* **PROMPT**
How many lines in the data below have the string "display"? Reply with the number alone.

* **EXTRACTED INFORMATION**
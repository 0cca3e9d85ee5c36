use std::path::Path;

use anyhow::Context;
use plotters::prelude::*;

use crate::models::SummaryRow;

pub const TITLE: &str = "Training Score Percentage by Executive and Quarter";
const SIZE: (u32, u32) = (1200, 800);
const GROUP_WIDTH: f64 = 0.8;
const FONT_FAMILY: &str = "sans-serif";
const FONT: &[u8] = include_bytes!("../assets/fonts/DejaVuSans.ttf");

pub const Y_MAX: f64 = 100.0;
/// Tick count giving a label every 10 percentage points on 0..=100.
pub const Y_LABELS: usize = 11;

const PALETTE: [RGBColor; 6] = [
    RGBColor(31, 119, 180),
    RGBColor(255, 127, 14),
    RGBColor(44, 160, 44),
    RGBColor(214, 39, 40),
    RGBColor(148, 103, 189),
    RGBColor(140, 86, 75),
];

/// One bar of the chart, positioned on the continuous x axis.
#[derive(Debug, Clone, PartialEq)]
pub struct Bar {
    pub group: usize,
    pub quarter: usize,
    pub left: f64,
    pub right: f64,
    pub height: f64,
}

/// Left and right edges of the bar for `quarter` inside group `group`.
pub fn bar_span(group: usize, quarter: usize, quarter_count: usize) -> (f64, f64) {
    let width = GROUP_WIDTH / quarter_count.max(1) as f64;
    let left = group as f64 - GROUP_WIDTH / 2.0 + quarter as f64 * width;
    (left, left + width)
}

/// Bars for every row, grand total included. Undefined percentages produce no bar.
pub fn layout_bars(quarter_count: usize, rows: &[SummaryRow]) -> Vec<Bar> {
    let mut bars = Vec::new();
    for (group, row) in rows.iter().enumerate() {
        for quarter in 0..quarter_count {
            let Some(height) = row.percentages.get(quarter).copied().flatten() else {
                continue;
            };
            let (left, right) = bar_span(group, quarter, quarter_count);
            bars.push(Bar {
                group,
                quarter,
                left,
                right,
                height,
            });
        }
    }
    bars
}

fn register_font() -> anyhow::Result<()> {
    plotters::style::register_font(FONT_FAMILY, FontStyle::Normal, FONT)
        .map_err(|_| anyhow::anyhow!("embedded chart font could not be parsed"))
}

fn group_label(names: &[&str], x: f64) -> String {
    let nearest = x.round();
    if (x - nearest).abs() > 1e-6 || nearest < 0.0 {
        return String::new();
    }
    names
        .get(nearest as usize)
        .map(|name| name.to_string())
        .unwrap_or_default()
}

/// Renders a grouped bar chart, one group per row and one bar per quarter.
pub fn render_chart(quarters: &[String], rows: &[SummaryRow], path: &Path) -> anyhow::Result<()> {
    let names: Vec<&str> = rows.iter().map(|row| row.executive_head.as_str()).collect();
    let groups = rows.len().max(1);
    let bars = layout_bars(quarters.len(), rows);
    register_font()?;

    let root = BitMapBackend::new(path, SIZE).into_drawing_area();
    root.fill(&WHITE)?;

    let mut chart = ChartBuilder::on(&root)
        .caption(TITLE, (FONT_FAMILY, 24))
        .margin(20)
        .x_label_area_size(120)
        .y_label_area_size(60)
        .build_cartesian_2d(-0.5f64..(groups as f64 - 0.5), 0f64..Y_MAX)?;

    chart
        .configure_mesh()
        .disable_x_mesh()
        .x_labels(groups)
        .x_label_formatter(&|x| group_label(&names, *x))
        .y_labels(Y_LABELS)
        .y_label_formatter(&|y| format!("{y:.0}"))
        .x_desc("Executive Head")
        .y_desc("Percentage")
        .draw()?;

    for (idx, quarter) in quarters.iter().enumerate() {
        let color = PALETTE[idx % PALETTE.len()];
        let series = bars
            .iter()
            .filter(|bar| bar.quarter == idx)
            .map(|bar| Rectangle::new([(bar.left, 0.0), (bar.right, bar.height)], color.filled()));

        chart
            .draw_series(series)?
            .label(quarter.as_str())
            .legend(move |(x, y)| Rectangle::new([(x, y - 5), (x + 10, y + 5)], color.filled()));
    }

    chart
        .configure_series_labels()
        .position(SeriesLabelPosition::UpperRight)
        .background_style(&WHITE.mix(0.8))
        .border_style(&BLACK)
        .draw()?;

    root.present()
        .with_context(|| format!("failed to write chart {}", path.display()))?;
    tracing::debug!(path = %path.display(), groups = rows.len(), "chart rendered");
    Ok(())
}

#[cfg(test)]
mod tests {
    use super::*;
    use plotters::coord::ranged1d::Ranged;
    use plotters::coord::types::RangedCoordf64;

    fn row(name: &str, percentages: Vec<Option<f64>>) -> SummaryRow {
        SummaryRow {
            executive_head: name.to_string(),
            total_members: 1,
            percentages,
        }
    }

    #[test]
    fn bars_tile_the_group_without_overlap() {
        let spans: Vec<(f64, f64)> = (0..4).map(|q| bar_span(2, q, 4)).collect();
        assert!((spans[0].0 - 1.6).abs() < 1e-9);
        assert!((spans[3].1 - 2.4).abs() < 1e-9);
        for pair in spans.windows(2) {
            assert!((pair[0].1 - pair[1].0).abs() < 1e-9);
        }
    }

    #[test]
    fn labels_only_at_group_centres() {
        let names = ["Exec1", "Grand Total"];
        assert_eq!(group_label(&names, 0.0), "Exec1");
        assert_eq!(group_label(&names, 1.0), "Grand Total");
        assert_eq!(group_label(&names, 0.5), "");
        assert_eq!(group_label(&names, -1.0), "");
        assert_eq!(group_label(&names, 4.0), "");
    }

    #[test]
    fn y_axis_ticks_every_ten_percent() {
        let axis: RangedCoordf64 = (0f64..Y_MAX).into();
        let ticks = axis.key_points(Y_LABELS);
        assert_eq!(ticks.len(), 11);
        for (idx, tick) in ticks.iter().enumerate() {
            assert!((tick - idx as f64 * 10.0).abs() < 1e-9, "tick {idx} was {tick}");
        }
    }

    #[test]
    fn one_group_per_row_including_grand_total() {
        let rows = vec![
            row("Exec1", vec![Some(100.0), Some(40.0)]),
            row("Exec2", vec![Some(0.0), Some(20.0)]),
            row("Grand Total", vec![Some(50.0), None]),
        ];

        let bars = layout_bars(2, &rows);
        assert_eq!(bars.len(), 5);
        let mut groups: Vec<usize> = bars.iter().map(|bar| bar.group).collect();
        groups.dedup();
        assert_eq!(groups, vec![0, 1, 2]);

        let total: Vec<&Bar> = bars.iter().filter(|bar| bar.group == 2).collect();
        assert_eq!(total.len(), 1);
        assert_eq!(total[0].quarter, 0);
        assert_eq!(total[0].height, 50.0);
        // a zero percentage still gets a (flat) bar
        assert!(bars.iter().any(|bar| bar.group == 1 && bar.quarter == 0 && bar.height == 0.0));
    }

    #[test]
    fn executive_names_are_drawn() {
        let dir = tempfile::tempdir().expect("create tempdir");
        let quarters = vec!["Q1".to_string()];
        let first = dir.path().join("alice.png");
        let second = dir.path().join("bob.png");

        render_chart(&quarters, &[row("Alice", vec![Some(50.0)])], &first).unwrap();
        render_chart(&quarters, &[row("Bob", vec![Some(50.0)])], &second).unwrap();

        let first = std::fs::read(&first).unwrap();
        let second = std::fs::read(&second).unwrap();
        assert_ne!(first, second);
    }

    #[test]
    fn writes_png_including_undefined_bars() {
        let dir = tempfile::tempdir().expect("create tempdir");
        let path = dir.path().join("chart.png");
        let quarters = vec!["Q1".to_string(), "Q2".to_string()];
        let rows = vec![
            row("Exec1", vec![Some(100.0), Some(40.0)]),
            row("Grand Total", vec![Some(100.0), None]),
        ];

        render_chart(&quarters, &rows, &path).unwrap();
        let bytes = std::fs::read(&path).unwrap();
        assert!(bytes.starts_with(&[0x89, b'P', b'N', b'G']));
    }
}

* **EXPECTED ANSWER**
2